For every line in the entries that contains "OpenOptions", show the whole line.

++++ DATA FOR ANALYSIS ++++

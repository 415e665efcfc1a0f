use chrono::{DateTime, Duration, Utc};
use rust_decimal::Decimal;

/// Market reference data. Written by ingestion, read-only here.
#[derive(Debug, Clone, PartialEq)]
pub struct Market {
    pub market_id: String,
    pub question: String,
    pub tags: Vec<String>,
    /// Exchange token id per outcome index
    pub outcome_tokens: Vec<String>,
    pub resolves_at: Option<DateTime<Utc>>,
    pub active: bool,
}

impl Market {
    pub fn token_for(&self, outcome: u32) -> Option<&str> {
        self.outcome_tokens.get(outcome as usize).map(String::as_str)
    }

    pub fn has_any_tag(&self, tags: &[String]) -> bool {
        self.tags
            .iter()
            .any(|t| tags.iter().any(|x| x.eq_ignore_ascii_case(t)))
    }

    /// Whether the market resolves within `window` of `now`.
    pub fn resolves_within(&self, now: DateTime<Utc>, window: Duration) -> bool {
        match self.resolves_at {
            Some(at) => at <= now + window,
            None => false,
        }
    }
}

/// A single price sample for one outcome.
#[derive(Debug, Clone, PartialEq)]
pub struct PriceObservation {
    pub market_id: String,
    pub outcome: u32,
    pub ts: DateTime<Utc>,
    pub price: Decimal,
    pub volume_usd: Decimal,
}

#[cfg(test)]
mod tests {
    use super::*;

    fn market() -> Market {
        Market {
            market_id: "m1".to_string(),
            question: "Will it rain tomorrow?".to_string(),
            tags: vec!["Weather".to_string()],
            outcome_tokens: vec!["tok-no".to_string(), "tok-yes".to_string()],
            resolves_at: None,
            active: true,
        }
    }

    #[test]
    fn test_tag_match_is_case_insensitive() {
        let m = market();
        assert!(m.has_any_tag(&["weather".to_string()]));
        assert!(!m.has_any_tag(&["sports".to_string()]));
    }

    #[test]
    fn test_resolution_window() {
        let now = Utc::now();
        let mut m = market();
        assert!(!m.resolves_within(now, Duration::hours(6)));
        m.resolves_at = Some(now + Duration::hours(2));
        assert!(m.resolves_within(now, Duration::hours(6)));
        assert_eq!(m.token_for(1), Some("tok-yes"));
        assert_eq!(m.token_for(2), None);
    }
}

++++
++++ DATA FOR ANALYSIS ++++

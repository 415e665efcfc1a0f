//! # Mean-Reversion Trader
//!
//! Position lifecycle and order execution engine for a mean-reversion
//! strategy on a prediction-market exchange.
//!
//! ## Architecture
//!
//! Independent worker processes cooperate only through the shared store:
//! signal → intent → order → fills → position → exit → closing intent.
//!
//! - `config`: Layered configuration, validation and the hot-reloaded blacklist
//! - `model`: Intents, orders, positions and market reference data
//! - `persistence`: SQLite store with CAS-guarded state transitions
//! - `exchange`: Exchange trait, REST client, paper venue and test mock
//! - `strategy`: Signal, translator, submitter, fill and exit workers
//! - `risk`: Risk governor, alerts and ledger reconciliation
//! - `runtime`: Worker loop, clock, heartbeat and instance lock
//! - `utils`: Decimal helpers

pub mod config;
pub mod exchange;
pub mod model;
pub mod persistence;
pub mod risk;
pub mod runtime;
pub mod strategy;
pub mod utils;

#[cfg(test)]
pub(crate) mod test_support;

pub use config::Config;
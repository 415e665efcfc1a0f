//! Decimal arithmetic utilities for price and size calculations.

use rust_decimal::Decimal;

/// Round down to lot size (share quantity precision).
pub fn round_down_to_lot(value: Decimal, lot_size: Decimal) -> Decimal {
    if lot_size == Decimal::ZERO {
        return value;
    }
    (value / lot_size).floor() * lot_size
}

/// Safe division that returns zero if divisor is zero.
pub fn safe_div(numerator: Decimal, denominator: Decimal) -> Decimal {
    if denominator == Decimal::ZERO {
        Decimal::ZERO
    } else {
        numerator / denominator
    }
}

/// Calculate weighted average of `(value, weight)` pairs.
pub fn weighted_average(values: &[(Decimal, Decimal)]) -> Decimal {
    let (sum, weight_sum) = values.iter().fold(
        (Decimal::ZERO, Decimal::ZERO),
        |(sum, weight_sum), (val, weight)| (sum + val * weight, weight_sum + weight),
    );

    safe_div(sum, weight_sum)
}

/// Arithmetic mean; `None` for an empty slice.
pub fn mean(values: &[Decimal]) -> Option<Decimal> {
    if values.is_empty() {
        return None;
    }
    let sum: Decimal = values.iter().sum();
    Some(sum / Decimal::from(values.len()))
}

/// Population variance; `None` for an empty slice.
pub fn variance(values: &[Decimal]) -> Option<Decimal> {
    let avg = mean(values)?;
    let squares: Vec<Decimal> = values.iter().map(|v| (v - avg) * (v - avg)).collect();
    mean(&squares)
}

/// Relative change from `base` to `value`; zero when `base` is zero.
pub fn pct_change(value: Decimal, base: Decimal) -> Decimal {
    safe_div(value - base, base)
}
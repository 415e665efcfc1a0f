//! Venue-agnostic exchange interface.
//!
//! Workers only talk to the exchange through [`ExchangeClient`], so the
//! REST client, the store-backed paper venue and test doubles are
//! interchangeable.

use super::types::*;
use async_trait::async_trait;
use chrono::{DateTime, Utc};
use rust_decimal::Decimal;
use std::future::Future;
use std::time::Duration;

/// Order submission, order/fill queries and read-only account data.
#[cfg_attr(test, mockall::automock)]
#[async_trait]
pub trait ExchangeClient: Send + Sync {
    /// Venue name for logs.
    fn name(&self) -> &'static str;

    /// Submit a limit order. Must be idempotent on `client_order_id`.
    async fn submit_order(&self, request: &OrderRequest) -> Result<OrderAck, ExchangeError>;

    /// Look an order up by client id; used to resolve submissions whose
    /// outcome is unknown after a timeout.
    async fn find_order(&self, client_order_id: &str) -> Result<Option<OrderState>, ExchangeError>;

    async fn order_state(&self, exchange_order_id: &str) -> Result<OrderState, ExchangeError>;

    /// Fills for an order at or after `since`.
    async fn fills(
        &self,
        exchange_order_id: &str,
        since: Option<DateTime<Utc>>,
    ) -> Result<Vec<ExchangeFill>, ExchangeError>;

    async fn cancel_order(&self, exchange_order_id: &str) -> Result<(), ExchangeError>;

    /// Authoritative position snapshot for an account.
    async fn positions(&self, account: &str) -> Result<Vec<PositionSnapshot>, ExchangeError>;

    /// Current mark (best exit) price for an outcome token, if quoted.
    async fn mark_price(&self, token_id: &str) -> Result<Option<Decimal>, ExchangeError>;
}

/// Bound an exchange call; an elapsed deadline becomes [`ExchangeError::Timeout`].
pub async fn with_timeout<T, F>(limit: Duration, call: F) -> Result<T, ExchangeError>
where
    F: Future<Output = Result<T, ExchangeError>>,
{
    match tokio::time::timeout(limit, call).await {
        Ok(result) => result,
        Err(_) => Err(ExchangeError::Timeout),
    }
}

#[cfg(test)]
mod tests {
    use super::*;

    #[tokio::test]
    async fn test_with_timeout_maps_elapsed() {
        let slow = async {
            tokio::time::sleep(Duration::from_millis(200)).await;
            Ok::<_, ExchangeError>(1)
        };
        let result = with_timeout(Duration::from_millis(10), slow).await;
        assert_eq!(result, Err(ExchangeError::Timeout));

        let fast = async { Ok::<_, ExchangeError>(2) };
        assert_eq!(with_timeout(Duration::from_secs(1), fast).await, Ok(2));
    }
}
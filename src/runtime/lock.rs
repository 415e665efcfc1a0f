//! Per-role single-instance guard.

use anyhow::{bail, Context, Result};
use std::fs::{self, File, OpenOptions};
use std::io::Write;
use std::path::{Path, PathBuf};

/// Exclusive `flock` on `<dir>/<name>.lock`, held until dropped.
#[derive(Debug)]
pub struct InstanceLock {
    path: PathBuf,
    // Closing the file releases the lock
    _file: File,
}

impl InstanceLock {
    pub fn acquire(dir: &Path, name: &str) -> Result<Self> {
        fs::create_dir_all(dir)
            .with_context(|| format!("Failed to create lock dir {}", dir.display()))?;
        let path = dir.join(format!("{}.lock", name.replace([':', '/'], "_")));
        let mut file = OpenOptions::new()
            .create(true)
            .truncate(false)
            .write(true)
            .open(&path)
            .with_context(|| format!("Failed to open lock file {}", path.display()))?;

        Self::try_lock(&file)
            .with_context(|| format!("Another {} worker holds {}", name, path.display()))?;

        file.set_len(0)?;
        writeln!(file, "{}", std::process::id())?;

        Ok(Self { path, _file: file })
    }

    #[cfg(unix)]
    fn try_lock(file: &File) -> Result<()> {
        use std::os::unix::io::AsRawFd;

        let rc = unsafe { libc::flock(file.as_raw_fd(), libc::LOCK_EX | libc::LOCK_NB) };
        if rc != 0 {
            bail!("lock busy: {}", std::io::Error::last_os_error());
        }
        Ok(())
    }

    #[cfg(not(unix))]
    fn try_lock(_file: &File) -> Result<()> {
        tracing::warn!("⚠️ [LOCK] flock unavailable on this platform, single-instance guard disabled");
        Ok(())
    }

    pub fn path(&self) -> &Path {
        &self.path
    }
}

++++
++++ DATA FOR ANALYSIS ++++

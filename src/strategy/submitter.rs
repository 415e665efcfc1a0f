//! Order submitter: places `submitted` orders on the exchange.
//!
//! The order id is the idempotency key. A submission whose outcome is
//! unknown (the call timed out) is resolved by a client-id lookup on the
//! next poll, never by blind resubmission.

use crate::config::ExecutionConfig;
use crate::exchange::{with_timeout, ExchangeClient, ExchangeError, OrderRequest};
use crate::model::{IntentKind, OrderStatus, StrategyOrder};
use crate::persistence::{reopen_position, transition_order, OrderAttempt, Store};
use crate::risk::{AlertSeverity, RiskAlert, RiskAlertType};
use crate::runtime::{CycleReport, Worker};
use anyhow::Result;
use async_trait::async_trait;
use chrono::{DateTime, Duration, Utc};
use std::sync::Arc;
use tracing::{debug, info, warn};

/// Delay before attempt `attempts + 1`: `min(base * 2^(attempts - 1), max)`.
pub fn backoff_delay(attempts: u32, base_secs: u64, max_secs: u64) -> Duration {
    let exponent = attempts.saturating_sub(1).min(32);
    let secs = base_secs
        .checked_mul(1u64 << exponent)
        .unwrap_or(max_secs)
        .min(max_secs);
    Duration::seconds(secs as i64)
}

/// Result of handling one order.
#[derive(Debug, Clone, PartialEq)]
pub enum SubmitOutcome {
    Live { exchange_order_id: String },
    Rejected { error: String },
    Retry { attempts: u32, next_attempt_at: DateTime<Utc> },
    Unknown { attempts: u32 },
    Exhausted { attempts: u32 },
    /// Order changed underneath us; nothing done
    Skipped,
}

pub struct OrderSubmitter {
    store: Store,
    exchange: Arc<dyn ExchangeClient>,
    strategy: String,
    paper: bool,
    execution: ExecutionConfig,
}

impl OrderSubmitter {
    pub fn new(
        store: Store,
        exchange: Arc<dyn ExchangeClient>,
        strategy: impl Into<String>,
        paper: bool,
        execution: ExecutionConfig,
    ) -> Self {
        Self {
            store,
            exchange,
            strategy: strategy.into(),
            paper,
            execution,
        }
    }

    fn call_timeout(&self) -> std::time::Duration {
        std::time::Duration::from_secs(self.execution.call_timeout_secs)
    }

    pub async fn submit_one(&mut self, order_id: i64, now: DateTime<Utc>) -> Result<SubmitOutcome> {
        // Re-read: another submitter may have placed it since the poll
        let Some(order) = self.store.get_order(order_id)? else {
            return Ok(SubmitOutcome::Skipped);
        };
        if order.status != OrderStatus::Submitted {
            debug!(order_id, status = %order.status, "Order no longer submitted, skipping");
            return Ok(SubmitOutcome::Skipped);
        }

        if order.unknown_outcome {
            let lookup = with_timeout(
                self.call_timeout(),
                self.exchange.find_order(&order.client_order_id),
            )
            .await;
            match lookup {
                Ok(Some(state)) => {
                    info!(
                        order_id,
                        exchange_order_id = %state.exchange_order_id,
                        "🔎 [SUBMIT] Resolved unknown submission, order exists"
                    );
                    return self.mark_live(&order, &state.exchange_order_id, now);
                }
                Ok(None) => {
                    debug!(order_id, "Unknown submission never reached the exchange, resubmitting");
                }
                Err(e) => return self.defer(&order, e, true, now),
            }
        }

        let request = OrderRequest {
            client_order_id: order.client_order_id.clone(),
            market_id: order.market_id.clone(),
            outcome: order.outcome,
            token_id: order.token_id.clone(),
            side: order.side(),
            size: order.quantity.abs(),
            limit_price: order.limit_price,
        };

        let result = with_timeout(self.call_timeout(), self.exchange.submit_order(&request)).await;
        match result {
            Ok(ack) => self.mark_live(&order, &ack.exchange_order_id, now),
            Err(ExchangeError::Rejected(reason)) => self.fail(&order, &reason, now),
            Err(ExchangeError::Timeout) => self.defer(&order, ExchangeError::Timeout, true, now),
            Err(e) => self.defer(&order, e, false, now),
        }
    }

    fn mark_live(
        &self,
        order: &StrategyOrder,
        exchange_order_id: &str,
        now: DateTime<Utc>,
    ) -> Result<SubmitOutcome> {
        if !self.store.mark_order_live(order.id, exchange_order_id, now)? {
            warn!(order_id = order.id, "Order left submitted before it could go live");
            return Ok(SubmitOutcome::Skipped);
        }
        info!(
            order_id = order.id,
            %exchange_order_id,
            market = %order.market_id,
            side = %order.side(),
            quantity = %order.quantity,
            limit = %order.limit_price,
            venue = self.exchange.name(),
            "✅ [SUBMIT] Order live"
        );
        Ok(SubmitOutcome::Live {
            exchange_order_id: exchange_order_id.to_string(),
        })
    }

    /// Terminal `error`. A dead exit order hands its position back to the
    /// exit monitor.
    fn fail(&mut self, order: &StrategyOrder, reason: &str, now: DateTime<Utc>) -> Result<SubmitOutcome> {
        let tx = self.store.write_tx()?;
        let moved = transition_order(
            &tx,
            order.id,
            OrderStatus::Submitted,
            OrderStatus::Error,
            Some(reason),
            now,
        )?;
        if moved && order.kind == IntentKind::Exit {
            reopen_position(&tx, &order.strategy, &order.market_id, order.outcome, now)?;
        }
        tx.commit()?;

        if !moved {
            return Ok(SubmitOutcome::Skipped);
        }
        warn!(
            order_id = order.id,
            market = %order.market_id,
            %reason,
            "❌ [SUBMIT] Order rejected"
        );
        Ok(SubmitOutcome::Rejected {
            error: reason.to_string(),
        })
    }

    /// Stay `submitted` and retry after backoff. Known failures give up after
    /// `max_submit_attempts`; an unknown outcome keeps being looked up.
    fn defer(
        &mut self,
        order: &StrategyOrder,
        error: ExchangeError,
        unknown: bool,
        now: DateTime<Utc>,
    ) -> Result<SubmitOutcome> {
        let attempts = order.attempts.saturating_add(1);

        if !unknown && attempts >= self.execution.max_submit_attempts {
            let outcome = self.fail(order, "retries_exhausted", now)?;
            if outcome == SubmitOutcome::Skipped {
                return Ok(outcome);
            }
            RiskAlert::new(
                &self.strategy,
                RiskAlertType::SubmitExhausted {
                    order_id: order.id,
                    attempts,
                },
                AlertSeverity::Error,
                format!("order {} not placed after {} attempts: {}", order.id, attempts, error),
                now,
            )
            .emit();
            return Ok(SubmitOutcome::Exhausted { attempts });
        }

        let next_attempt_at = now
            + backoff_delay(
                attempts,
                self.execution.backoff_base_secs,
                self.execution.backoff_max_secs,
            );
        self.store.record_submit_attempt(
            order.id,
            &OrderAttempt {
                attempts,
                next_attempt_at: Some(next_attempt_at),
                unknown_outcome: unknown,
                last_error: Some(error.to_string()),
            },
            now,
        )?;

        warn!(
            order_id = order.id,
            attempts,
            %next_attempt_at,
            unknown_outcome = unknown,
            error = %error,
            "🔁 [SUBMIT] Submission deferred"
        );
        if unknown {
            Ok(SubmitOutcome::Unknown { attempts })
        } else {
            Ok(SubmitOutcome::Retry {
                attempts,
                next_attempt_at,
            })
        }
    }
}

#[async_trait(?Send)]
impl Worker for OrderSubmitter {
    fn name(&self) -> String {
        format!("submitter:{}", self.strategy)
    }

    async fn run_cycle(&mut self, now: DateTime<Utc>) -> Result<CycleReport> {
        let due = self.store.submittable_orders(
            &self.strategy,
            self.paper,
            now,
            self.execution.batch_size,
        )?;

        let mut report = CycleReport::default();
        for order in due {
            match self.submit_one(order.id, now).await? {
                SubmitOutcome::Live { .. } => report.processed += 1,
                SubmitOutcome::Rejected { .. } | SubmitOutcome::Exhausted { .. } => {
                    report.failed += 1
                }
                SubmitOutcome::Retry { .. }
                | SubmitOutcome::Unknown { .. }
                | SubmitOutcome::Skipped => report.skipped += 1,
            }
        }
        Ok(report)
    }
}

++++

### WRITTEN ANSWER
use std::fs::{self, File, OpenOptions};
        let mut file = OpenOptions::new()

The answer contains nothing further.